Kayleigh Anne Freeman was born 12 weeks early.

"She's been through the ringer, I'll tell you that," said her father, Adam.

Doctors said Kayleigh, who weighed just 1 pound at birth, wouldn't survive.

"She was one of the smallest babies to ever undergo heart surgery, open heart surgery," Adam said.

But Kayleigh is still fighting for her place in this world. At 8 months old, she weighs a mere 7 pounds.

"In the last week she's grown 200 grams," Adam said.

Kayleigh has never seen beyond the walls of the pediatric intensive care unit at Levine Children's Hospital.

"We just started holding her again. It had been two months since we held her," said Aimee, Kayleigh's mother.

Now, Kayleigh may never see the room her parents prepared for her.

"Our foreclosure date is set for March 30. We don't see how we're going to get around it," Aimee said.

By the time Kayleigh goes home, the Freemans will have been forced to move. Both were successful real estate agents before home sales began to dry up.

They have to pay their own health insurance, which costs $1,000 a month. And it's either pay the insurance or pay the mortgage.
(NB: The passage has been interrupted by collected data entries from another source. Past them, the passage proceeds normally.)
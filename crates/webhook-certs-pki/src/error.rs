//! Error types for certificate lifecycle operations
//!
//! Validity problems (`EmptyArtifact`, `MalformedArtifact`,
//! `ChainVerificationFailure`) are what drive rotation; the engine folds them
//! into an "invalid" signal. `CryptoGenerationFailure` is never recoverable
//! inside a pass and always bubbles to the caller.

use thiserror::Error;

/// PKI errors
#[derive(Debug, Error)]
pub enum PkiError {
    /// An artifact blob is missing or zero-length
    #[error("empty artifact: {0}")]
    EmptyArtifact(String),

    /// An artifact could not be decoded as PEM, DER, certificate or key
    #[error("malformed artifact: {0}")]
    MalformedArtifact(String),

    /// The leaf does not chain to the trust anchor for the requested host and time
    #[error("chain verification failed: {0}")]
    ChainVerificationFailure(String),

    /// Key generation or signing failed
    #[error("crypto generation failed: {0}")]
    CryptoGenerationFailure(String),
}

impl PkiError {
    /// Create an empty artifact error
    pub fn empty(what: impl Into<String>) -> Self {
        Self::EmptyArtifact(what.into())
    }

    /// Create a malformed artifact error
    pub fn malformed(msg: impl Into<String>) -> Self {
        Self::MalformedArtifact(msg.into())
    }

    /// Create a chain verification error
    pub fn verification(msg: impl Into<String>) -> Self {
        Self::ChainVerificationFailure(msg.into())
    }

    /// Create a crypto generation error
    pub fn generation(msg: impl Into<String>) -> Self {
        Self::CryptoGenerationFailure(msg.into())
    }

    /// Whether a rotation pass can recover from this error by reissuing artifacts
    ///
    /// Only generation failures are fatal; everything else describes the state
    /// of the stored artifacts and is fixed by rotating them.
    pub fn is_recoverable(&self) -> bool {
        !matches!(self, Self::CryptoGenerationFailure(_))
    }
}

/// Result type for PKI operations
pub type Result<T> = std::result::Result<T, PkiError>;

#[cfg(test)]
mod tests {
    use super::*;

    #[test]
    fn messages_name_the_failure_category() {
        assert!(PkiError::empty("ca.crt")
            .to_string()
            .contains("empty artifact: ca.crt"));
        assert!(PkiError::malformed("no PEM block found")
            .to_string()
            .contains("malformed artifact"));
        assert!(PkiError::verification("certificate expired")
            .to_string()
            .contains("chain verification failed"));
        assert!(PkiError::generation("rng exhausted")
            .to_string()
            .contains("crypto generation failed"));
    }

    #[test]
    fn only_generation_failures_are_fatal() {
        assert!(PkiError::empty("tls.key").is_recoverable());
        assert!(PkiError::malformed("bad CA cert").is_recoverable());
        assert!(PkiError::verification("wrong host").is_recoverable());
        assert!(!PkiError::generation("signing failed").is_recoverable());
    }
}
"We don't want to have to worry about if a doctor will see or do a surgery, or every time they come in to do an X-ray or change a diaper, how much is that going to cost us?" Aimee said.

With the medical bills, the stress at the hospital and foreclosure coming, the Freemans are overwhelmed.

"We don't really know in 30 days where we are going to go or how we're going to pay for it," Aimee said.

But they're trying to stay grounded, remembering what's truly important.

"Even though we are going through such a tough financial situation -- we're losing the house, we barely can pay the insurance, we lost one car already -- that's not the point," Adam said. "The point is we were given something that we can handle. God doesn't give you anything you can't handle."

The Freemans say Kayleigh could go home in a month if she continues to improve. Then, she will need a nurse at home to monitor her for at least one year.